Depuis plusieurs années, la finance décentralisée, ou « DeFi », était perçue dans les cercles financiers traditionnels comme un simple casino spéculatif, frivole et potentiellement déstabilisant. Cette perception évolue rapidement. Les fonds spéculatifs expérimentent des pools de liquidités sur blockchain, les grands gestionnaires d’actifs testent le règlement via blockchain, et les sociétés de trésorerie d’actifs numériques (DAT) se tournent vers la DeFi pour générer des rendements etRetourner de la valeur aux investisseurs. L’intérêt de Wall Street n’est plus hypothétique. Actuellement, l’exposition institutionnelle à la DeFi est estimée à environ 41 milliards de dollars, mais ce chiffre devrait croître : EY estime que 74 % des institutions s’engageront avec la DeFi dans les deux prochaines années, rapporte TopTribune.
Cela reflète une tendance macroéconomique plus large : les institutions financières traditionnelles commencent à percevoir la DeFi non pas comme une frontière risquée, mais comme une infrastructure programmable qui pourrait moderniser les marchés. L’attrait est double. D’une part, il s’agit du rendement : des récompenses de staking natives, des Trésors tokenisés et des stratégies de liquidité on-chain qui peuvent transformer du capital inactif en actifs productifs, quelque chose seulement possible grâce aux caractéristiques uniques de la technologie elle-même. D’autre part, il y a les gains d’efficacité : règlement en temps réel, solvabilité vérifiable, et conformité automatisée intégrée directement dans le code.
Cependant, l’enthousiasme seul ne suffira pas à intégrer la DeFi dans le circuit financier traditionnel. Pour que les institutions participent à grande échelle et que les régulateurs se sentent à l’aise, les règles de participation doivent évoluer. Le défi n’est pas de rétrofitter la DeFi dans des catégories traditionnelles, mais de reconnaître ses forces distinctives : rendement programmable, conformité imposée dans le code, et systèmes de règlement qui fonctionnent en temps réel.
Pourquoi les institutions portent un intérêt accru
Pour les investisseurs institutionnels, l’attraction la plus immédiate est le rendement. Dans un environnement à faibles marges, la perspective de générer des rendements supplémentaires est cruciale. Un dépositaire pourrait canaliser les actifs des clients vers un contrat programmable tel qu’un « coffre » crypto qui offre des récompenses de staking ou des stratégies de liquidité on-chain. Un gestionnaire d’actifs pourrait concevoir des fonds tokenisés qui dirigent des stablecoins vers des coffres de bons du Trésor tokenisés. Une entreprise cotée en bourse détenant des actifs numériques sur son bilan pourrait déployer ces actifs dans des stratégies DeFi pour gagner un rendement au niveau des protocoles, transformant des réserves inactives en un moteur de création de valeur pour les actionnaires.
Au-delà du rendement, l’infrastructure DeFi offre une efficacité opérationnelle. Les règles concernant les limites de concentration, les files d’attente de retrait ou l’éligibilité aux protocoles peuvent être inscrites directement dans le code, réduisant ainsi la dépendance à la surveillance manuelle et aux processus de réconciliation coûteux. Les divulgations de risque peuvent être générées automatiquement plutôt que par le biais de rapports trimestriels. Cette combinaison d’accès à de nouvelles formes de rendement et d’une conformité simplifiée explique pourquoi Wall Street est de plus en plus enthousiasmé.
Conformité comme propriété technique
Du point de vue réglementaire, l’enjeu central est la conformité.
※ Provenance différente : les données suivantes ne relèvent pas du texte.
//! Coordinator: owns every subsystem and exposes the public API.
//!
//! The coordinator wires the registry, search aggregator, queue, worker
//! pool and storage together, runs the periodic housekeeping task (cache
//! purge, history archival, write-behind persistence) and handles
//! graceful shutdown. CLI commands and embedding applications go through
//! this type rather than the subsystems directly.

use std::collections::HashMap;
use std::sync::Arc;

use tokio::sync::{broadcast, Mutex};
use tokio::task::JoinHandle;
use tokio_util::sync::CancellationToken;
use tracing::{debug, info};

use crate::app::cache::{CacheStats, ResultCache};
use crate::app::clients::{build_http_client, client_for, IndexerClient};
use crate::app::events::{Event, EventBus};
use crate::app::models::{
    Indexer, IndexerHealth, IndexerId, IndexerKind, SearchRequest, SearchResponse,
};
use crate::app::queue::{
    DownloadQueue, DownloadRequest, HistoryItem, QueueItem, QueueItemId, QueueStats, QueueStatus,
};
use crate::app::registry::IndexerRegistry;
use crate::app::search::SearchAggregator;
use crate::app::storage::{archive_best_effort, persist_best_effort, MemoryStorage, Storage};
use crate::app::worker::{HttpTransport, WorkerPool};
use crate::config::AppConfig;
use crate::constants::coordinator as coordinator_consts;
use crate::errors::{IndexerError, Result};

/// Application coordinator over all scheduler subsystems
pub struct Coordinator {
    registry: Arc<IndexerRegistry>,
    cache: Arc<ResultCache>,
    aggregator: Arc<SearchAggregator>,
    queue: Arc<DownloadQueue>,
    pool: Arc<WorkerPool>,
    storage: Arc<dyn Storage>,
    events: Arc<EventBus>,
    clients: HashMap<IndexerKind, Arc<dyn IndexerClient>>,
    shutdown: CancellationToken,
    background: Mutex<Vec<JoinHandle<()>>>,
}

impl Coordinator {
    /// Build a coordinator from configuration with in-memory storage
    pub async fn new(config: &AppConfig) -> Result<Self> {
        Self::with_storage(config, Arc::new(MemoryStorage::new())).await
    }

    /// Build a coordinator with a caller-supplied storage backend
    pub async fn with_storage(config: &AppConfig, storage: Arc<dyn Storage>) -> Result<Self> {
        let events = Arc::new(EventBus::new());
        let registry = Arc::new(IndexerRegistry::new());
        for indexer_config in &config.indexers {
            registry.upsert(Indexer::from(indexer_config)).await?;
        }

        let cache = Arc::new(ResultCache::with_ttl(config.search_cache_ttl));
        let http = build_http_client()?;
        let clients: HashMap<IndexerKind, Arc<dyn IndexerClient>> = [
            IndexerKind::Prowlarr,
            IndexerKind::Jackett,
            IndexerKind::OpenLibrary,
        ]
        .into_iter()
        .map(|kind| (kind, client_for(kind, http.clone())))
        .collect();

        let aggregator = Arc::new(
            SearchAggregator::with_clients(
                Arc::clone(&registry),
                Arc::clone(&cache),
                Arc::clone(&events),
                clients.clone(),
            )
            .with_ceiling_timeout(config.search_ceiling_timeout),
        );

        let queue = Arc::new(DownloadQueue::with_capacity(
            config.retry.clone(),
            Arc::clone(&events),
            config.max_queue_size,
        ));
        let pool = Arc::new(
            WorkerPool::new(
                Arc::clone(&queue),
                Arc::new(HttpTransport::new(http)),
                config.download_dir.clone(),
                config.max_concurrent_downloads,
            )
            .with_storage(Arc::clone(&storage)),
        );

        Ok(Self {
            registry,
            cache,
            aggregator,
            queue,
            pool,
            storage,
            events,
            clients,
            shutdown: CancellationToken::new(),
            background: Mutex::new(Vec::new()),
        })
    }

    /// Start workers and background housekeeping
    pub async fn start(&self) {
        Arc::clone(&self.pool).start().await;

        let cache = Arc::clone(&self.cache);
        let queue = Arc::clone(&self.queue);
        let storage = Arc::clone(&self.storage);
        let shutdown = self.shutdown.clone();
        let handle = tokio::spawn(async move {
            let mut ticker = tokio::time::interval(coordinator_consts::HOUSEKEEPING_INTERVAL);
            ticker.set_missed_tick_behavior(tokio::time::MissedTickBehavior::Skip);
            loop {
                tokio::select! {
                    _ = ticker.tick() => {
                        housekeeping_pass(&cache, &queue, storage.as_ref()).await;
                    }
                    _ = shutdown.cancelled() => break,
                }
            }
        });
        self.background.lock().await.push(handle);
        info!("Coordinator started");
    }

    /// Run one search through the aggregator
    pub async fn search(&self, request: &SearchRequest) -> Result<SearchResponse> {
        Ok(self.aggregator.search(request).await?)
    }

    /// Add a download to the queue
    pub async fn enqueue_download(&self, request: DownloadRequest) -> Result<QueueItem> {
        let item = self.queue.enqueue(request).await?;
        persist_best_effort(self.storage.as_ref(), &item).await;
        Ok(item)
    }

    /// List queue items with optional status filter and pagination
    pub async fn queue_snapshot(
        &self,
        status: Option<QueueStatus>,
        offset: usize,
        limit: usize,
    ) -> Vec<QueueItem> {
        self.queue.snapshot(status, offset, limit).await
    }

    pub async fn queue_stats(&self) -> QueueStats {
        self.queue.stats().await
    }

    pub async fn cache_stats(&self) -> CacheStats {
        self.cache.stats().await
    }

    /// Look up one queue item
    pub async fn queue_item(&self, id: QueueItemId) -> Option<QueueItem> {
        self.queue.get(id).await
    }

    /// Pause an item, aborting its transfer when one is in flight
    pub async fn pause(&self, id: QueueItemId) -> Result<QueueItem> {
        let item = self.queue.pause(id).await?;
        if self.pool.cancel_item(id).await {
            debug!("Cancelled in-flight transfer for paused item {}", id);
        }
        persist_best_effort(self.storage.as_ref(), &item).await;
        Ok(item)
    }

    pub async fn resume(&self, id: QueueItemId) -> Result<QueueItem> {
        let item = self.queue.resume(id).await?;
        persist_best_effort(self.storage.as_ref(), &item).await;
        Ok(item)
    }

    /// Cancel an item, aborting its transfer when one is in flight
    pub async fn cancel(&self, id: QueueItemId) -> Result<QueueItem> {
        let item = self.queue.cancel(id).await?;
        if self.pool.cancel_item(id).await {
            debug!("Cancelled in-flight transfer for item {}", id);
        }
        persist_best_effort(self.storage.as_ref(), &item).await;
        Ok(item)
    }

    pub async fn retry_now(&self, id: QueueItemId) -> Result<QueueItem> {
        let item = self.queue.retry_now(id).await?;
        persist_best_effort(self.storage.as_ref(), &item).await;
        Ok(item)
    }

    pub async fn set_priority(&self, id: QueueItemId, priority: u8) -> Result<QueueItem> {
        let item = self.queue.set_priority(id, priority).await?;
        persist_best_effort(self.storage.as_ref(), &item).await;
        Ok(item)
    }

    /// Download history from storage
    pub async fn history(&self) -> Result<Vec<HistoryItem>> {
        self.storage.history().await
    }

    /// All configured indexers with current health
    pub async fn indexers(&self) -> Vec<(Indexer, IndexerHealth)> {
        self.registry.snapshot().await
    }

    /// Toggle operator maintenance for one indexer
    pub async fn set_indexer_maintenance(&self, id: IndexerId, enabled: bool) -> Result<()> {
        if let Some((old_status, new_status)) =
            self.registry.set_maintenance(id, enabled).await?
        {
            self.events.publish(Event::IndexerStatusChanged {
                indexer_id: id,
                old_status,
                new_status,
            });
        }
        Ok(())
    }

    /// Probe an indexer's API, returning the response time in ms
    pub async fn test_indexer(&self, id: IndexerId) -> Result<u64> {
        let indexer = self
            .registry
            .get(id)
            .await
            .ok_or(IndexerError::UnknownIndexer { id: id.0 })?;
        let client = self
            .clients
            .get(&indexer.kind)
            .ok_or_else(|| IndexerError::InvalidConfig {
                reason: format!("no client for kind {}", indexer.kind),
            })?;
        Ok(client.test_connection(&indexer).await?)
    }

    /// Subscribe to application events
    pub fn subscribe(&self) -> broadcast::Receiver<Event> {
        self.events.subscribe()
    }

    /// Stop workers and background tasks
    pub async fn shutdown(&self) {
        info!("Shutting down");
        self.shutdown.cancel();
        self.pool.shutdown().await;
        let mut background = self.background.lock().await;
        for handle in background.drain(..) {
            let _ = tokio::time::timeout(coordinator_consts::SHUTDOWN_TIMEOUT, handle).await;
        }
        // Final write-behind pass so restart state is as fresh as possible
        self.run_housekeeping_pass().await;
        info!("Shutdown complete");
    }

    async fn run_housekeeping_pass(&self) {
        housekeeping_pass(&self.cache, &self.queue, self.storage.as_ref()).await;
    }
}

/// One housekeeping cycle: cache purge, history archival and
/// write-behind persistence of the live queue.
async fn housekeeping_pass(cache: &ResultCache, queue: &DownloadQueue, storage: &dyn Storage) {
    let purged = cache.purge_expired().await;
    if purged > 0 {
        debug!("Housekeeping purged {} cache entries", purged);
    }

    for record in queue.archive_terminal().await {
        archive_best_effort(storage, &record).await;
    }

    for item in queue.snapshot(None, 0, usize::MAX).await {
        persist_best_effort(storage, &item).await;
    }
}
Dans la finance traditionnelle, la conformité est généralement rétrospective, construite autour de politiques, attestations, et audits. Dans la DeFi, la conformité peut être intégrée directement dans les produits financiers.
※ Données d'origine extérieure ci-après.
impl IndexerRegistry {
    /// Create an empty registry with default thresholds
    pub fn new() -> Self {
        Self::with_thresholds(HealthThresholds::default())
    }

    pub fn with_thresholds(thresholds: HealthThresholds) -> Self {
        Self {
            thresholds,
            entries: RwLock::new(HashMap::new()),
        }
    }

    /// Register an indexer, replacing any existing entry with the same id.
    ///
    /// Replacing resets the indexer's health and rate-limit state.
    pub async fn upsert(&self, config: Indexer) -> IndexerResult<()> {
        let id = config.id;
        let entry = IndexerEntry::new(config)?;
        self.entries.write().await.insert(id, entry);
        debug!("Registered indexer {}", id);
        Ok(())
    }

    /// Remove an indexer entirely
    pub async fn remove(&self, id: IndexerId) -> bool {
        self.entries.write().await.remove(&id).is_some()
    }

    /// Look up the configuration for one indexer
    pub async fn get(&self, id: IndexerId) -> Option<Indexer> {
        self.entries.read().await.get(&id).map(|e| e.config.clone())
    }

    /// All configured indexers with their current health
    pub async fn snapshot(&self) -> Vec<(Indexer, IndexerHealth)> {
        self.entries
            .read()
            .await
            .values()
            .map(|e| (e.config.clone(), e.health.clone()))
            .collect()
    }

    /// Indexers eligible for a search cycle.
    ///
    /// Eligible means active, not in Maintenance and not Down, optionally
    /// restricted to a caller-supplied subset. A Down indexer named
    /// explicitly in the subset is included so a successful probe can
    /// recover it without operator action.
    pub async fn eligible_indexers(&self, subset: Option<&[IndexerId]>) -> Vec<Indexer> {
        let entries = self.entries.read().await;
        let mut eligible: Vec<Indexer> = entries
            .values()
            .filter(|e| e.config.is_active)
            .filter(|e| match e.health.status {
                HealthStatus::Maintenance => false,
                HealthStatus::Down => {
                    subset.map(|ids| ids.contains(&e.config.id)).unwrap_or(false)
                }
                _ => true,
            })
            .filter(|e| {
                subset
                    .map(|ids| ids.contains(&e.config.id))
                    .unwrap_or(true)
            })
            .map(|e| e.config.clone())
            .collect();
        eligible.sort_by_key(|i| (i.priority, i.id));
        eligible
    }

    /// Rate-limit admission check for one indexer.
    ///
    /// Returns false when the indexer's window is exhausted; the caller
    /// records it as `rate_limited` in search metadata and moves on.
    pub async fn admit(&self, id: IndexerId) -> bool {
        let entries = self.entries.read().await;
        match entries.get(&id) {
            Some(entry) => entry.limiter.check().is_ok(),
            None => false,
        }
    }

    /// Report the outcome of an indexer call and apply health transitions.
    ///
    /// Returns `Some((old, new))` when the status changed, for event
    /// emission by the caller.
    pub async fn record_outcome(
        &self,
        id: IndexerId,
        outcome: CallOutcome,
    ) -> Option<(HealthStatus, HealthStatus)> {
        let mut entries = self.entries.write().await;
        let entry = entries.get_mut(&id)?;
        let health = &mut entry.health;
        let old = health.status;
        health.last_checked = Some(Utc::now());

        // Operator-set maintenance is never changed by call outcomes
        if old == HealthStatus::Maintenance {
            return None;
        }

        let new = match outcome {
            CallOutcome::Success { response_time_ms } => {
                health.consecutive_failures = 0;
                health.last_response_time_ms = Some(response_time_ms);
                if response_time_ms > self.thresholds.slow_response_ms
                    && old == HealthStatus::Healthy
                {
                    warn!(
                        "Indexer {} responded in {}ms, marking degraded",
                        entry.config.name, response_time_ms
                    );
                    HealthStatus::Degraded
                } else {
                    HealthStatus::Healthy
                }
            }
            CallOutcome::Failure { authentication } => {
                health.consecutive_failures += 1;
                if old == HealthStatus::Down {
                    // Failures never move an indexer back up; only a
                    // successful call recovers Down
                    HealthStatus::Down
                } else if authentication {
                    // Misconfiguration: retrying is pointless until fixed
                    HealthStatus::Degraded
                } else if health.consecutive_failures >= self.thresholds.down_failures {
                    HealthStatus::Down
                } else if health.consecutive_failures >= self.thresholds.degraded_failures {
                    HealthStatus::Degraded
                } else {
                    old
                }
            }
        };

        health.status = new;
        if old != new {
            info!(
                "Indexer {} health: {} -> {}",
                entry.config.name, old, new
            );
            Some((old, new))
        } else {
            None
        }
    }

    /// Enter or leave operator-set maintenance.
    ///
    /// Leaving maintenance resets the indexer to Healthy with a clean
    /// failure counter.
    pub async fn set_maintenance(
        &self,
        id: IndexerId,
        enabled: bool,
    ) -> IndexerResult<Option<(HealthStatus, HealthStatus)>> {
        let mut entries = self.entries.write().await;
        let entry = entries
            .get_mut(&id)
            .ok_or(IndexerError::UnknownIndexer { id: id.0 })?;
        let old = entry.health.status;
        let new = if enabled {
            HealthStatus::Maintenance
        } else {
            entry.health.consecutive_failures = 0;
            HealthStatus::Healthy
        };
        entry.health.status = new;
        Ok(if old != new { Some((old, new)) } else { None })
    }

    /// Current health for one indexer
    pub async fn health(&self, id: IndexerId) -> Option<IndexerHealth> {
        self.entries.read().await.get(&id).map(|e| e.health.clone())
    }
}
Les contrats intelligents, le logiciel auto-exécutable qui sous-tend la DeFi, peuvent appliquer automatiquement des garde-fous. Un contrat pourrait autoriser la participation uniquement aux comptes vérifiés selon le principe de connaissance du client (KYC). Il pourrait interrompre les retraits si la liquidité tombe sous un seuil ou déclencher des alertes lors de flux anormaux. Les coffres, par exemple, peuvent diriger les actifs vers des stratégies prédéfinies avec de telles protections : mise sur liste blanche des protocoles approuvés, application de limites d’exposition, ou imposition de restrictions de retrait. Tout cela tout en restant transparent pour les utilisateurs et les régulateurs sur la chaîne.